Ira K. Stephens

Front cover of: The Hermit Philosopher of Liendo by Ira K. Stephens

Ira Kendrick Stephens (1887–1956) was born in Chico, Texas. He attended Austin College starting in 1905, but dropped out for health reasons, and worked as a teacher from 1906-1911. He received his A.B. from Southwestern University in 1914, and was principal of Mart High School in McLennan County from 1914-1917, after which he enrolled in Southern Methodist University to obtain a Master’s Degree. In 1918–19 he served as a private in the Allied Expeditionary Forces in France, and married fellow teacher Irmine Hayes in 1920. Stephens completed his M.A. at Southwestern University in 1921 and began teaching there as an instructor of philosophy and psychology. He was promoted to the status of full professor after completing his Ph.D. at Harvard in 1926. Stephens was president of the Philosophical Society of Texas in 1936 and its director from 1936-1938, 1941-1945, and in 1948.

Stephens published several articles on critical philosophy in the Southwest Review, but his most famous work by far was The Hermit Philosopher of Liendo, his biography of Edmund Montgomery, published in 1951. As outlined at the beginning of the book, Stephens sought to “give an exposition of the life and labors of Dr. Montgomery and to show that his best claim to immortality is not the fact that he was Elisabet Ney’s husband”. Stephens performed extensive research into Montgomery’s origins, life experiences, and philosophy, gathering information from friends of Ney such as Bride Neill Taylor and engaging in extensive correspondence with Mrs. Willie B. Rutland, long-time curator of the Elisabet Ney Museum. 

Ira Kendrick Stephens died in Dallas on March 16, 1956.

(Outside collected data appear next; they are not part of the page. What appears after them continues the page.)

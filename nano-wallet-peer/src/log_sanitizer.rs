//! Log sanitization utilities
//!
//! Keeps passphrases out of debug/error logs and bounds the size of logged
//! response bodies.

use serde_json::Value;

/// Maximum number of characters to include in truncated log output.
const TRUNCATE_LIMIT: usize = 256;

/// JSON keys whose values are never written to logs.
const SECRET_KEYS: &[&str] = &["secret", "secondSecret", "passphrase"];

/// MSRV-compatible replacement for `str::floor_char_boundary` (stable since 1.91.0).
fn floor_char_boundary(s: &str, index: usize) -> usize {
    if index >= s.len() {
        s.len()
    } else {
        let mut i = index;
        while i > 0 && !s.is_char_boundary(i) {
            i -= 1;
        }
        i
    }
}

/// Truncate a string for safe logging.
pub fn truncate_for_log(s: &str) -> String {
    if s.len() <= TRUNCATE_LIMIT {
        s.to_string()
    } else {
        format!(
            "{}... [truncated, total {} bytes]",
            &s[..floor_char_boundary(s, TRUNCATE_LIMIT)],
            s.len()
        )
    }
}

/// Render a JSON request body for logging with every secret masked.
pub fn redact_secrets(body: &Value) -> String {
    let mut masked = body.clone();
    mask(&mut masked);
    truncate_for_log(&masked.to_string())
}

fn mask(value: &mut Value) {
    match value {
        Value::Object(map) => {
            for (key, inner) in map.iter_mut() {
                if SECRET_KEYS.contains(&key.as_str()) {
                    *inner = Value::String("***".to_string());
                } else {
                    mask(inner);
                }
            }
        }
        Value::Array(items) => items.iter_mut().for_each(mask),
        _ => {}
    }
}
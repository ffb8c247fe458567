//! Nano Wallet Core Library
//!
//! Platform-independent login and session logic for a Lisk wallet client:
//! - Network catalog and credential validation
//! - Session resolution (auto-login, development pre-fill, reconnection)
//! - Login form controller and post-login routing
//! - Transaction listing and the send flow
//!
//! Collaborators (peer/session store, persisted entries, saved accounts, key
//! derivation) are abstracted through traits and injected via
//! [`ServiceContext`].

pub mod config;
pub mod error;
pub mod i18n;
pub mod services;
pub mod traits;
pub mod types;

#[cfg(test)]
mod test_utils;

// Re-export common types
pub use config::{BuildProfile, LoginConfig};
pub use error::{CoreError, CoreResult};
pub use i18n::{Language, Localizer};
pub use services::ServiceContext;
pub use traits::{AccountKeys, KeyValueStore, PeerClient, SavedAccountRepository};
//! Network catalog
//!
//! Registry of known networks and the localized options of the network
//! selector.

use std::sync::{Arc, PoisonError, RwLock};

use crate::error::CoreResult;
use crate::i18n::{LanguageListener, Localizer};
use crate::types::{Network, NetworkCode, NetworkOption};

/// Network catalog
pub struct NetworkCatalog {
    options: RwLock<Vec<NetworkOption>>,
}

impl NetworkCatalog {
    /// Create the catalog and subscribe it to language changes
    pub fn new(localizer: &Localizer) -> Arc<Self> {
        let catalog = Arc::new(Self {
            options: RwLock::new(Self::build_options(localizer)),
        });
        let listener: Arc<dyn LanguageListener> = catalog.clone();
        localizer.subscribe(&listener);
        catalog
    }

    /// Selector options in declaration order
    pub fn list(&self) -> Vec<NetworkOption> {
        self.options
            .read()
            .unwrap_or_else(PoisonError::into_inner)
            .clone()
    }

    /// Resolve a network; `custom_address` is only used for a custom node
    pub fn resolve(&self, code: NetworkCode, custom_address: &str) -> Network {
        let address = match code.well_known_address() {
            Some(fixed) => Some(fixed.to_string()),
            None => {
                let trimmed = custom_address.trim();
                (!trimmed.is_empty()).then(|| trimmed.to_string())
            }
        };
        Network {
            code,
            name: code.name().to_string(),
            address,
        }
    }

    /// Resolve a network from its raw index
    ///
    /// Fails with `InvalidNetworkCode` for an index outside the catalog.
    pub fn resolve_index(&self, index: usize, custom_address: &str) -> CoreResult<Network> {
        NetworkCode::from_index(index).map(|code| self.resolve(code, custom_address))
    }

    fn build_options(localizer: &Localizer) -> Vec<NetworkOption> {
        NetworkCode::all()
            .iter()
            .map(|code| NetworkOption {
                label: localizer.translate(code.name()),
                value: code.index(),
            })
            .collect()
    }
}

impl LanguageListener for NetworkCatalog {
    fn language_changed(&self, localizer: &Localizer) {
        *self
            .options
            .write()
            .unwrap_or_else(PoisonError::into_inner) = Self::build_options(localizer);
    }
}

The "Storyteller of the Southwest", famed folklorist and writer James Frank Dobie wrote this about The Hermit Philosopher of Liendo: 

"Well-conceived and well-written biography of Edmund Montgomery -- illegitimate son of a Scottish lord, husband of the sculptress Elisabet Ney -- who, after being educated in Germany and becoming a member of the Royal College of Physicians of London, came to Texas with his wife and sons and settled on Liendo Plantation, near Hempstead...His life was a drama of an elevated soul of complexities, far more tragic than any life associated with the lurid 'killings' around him."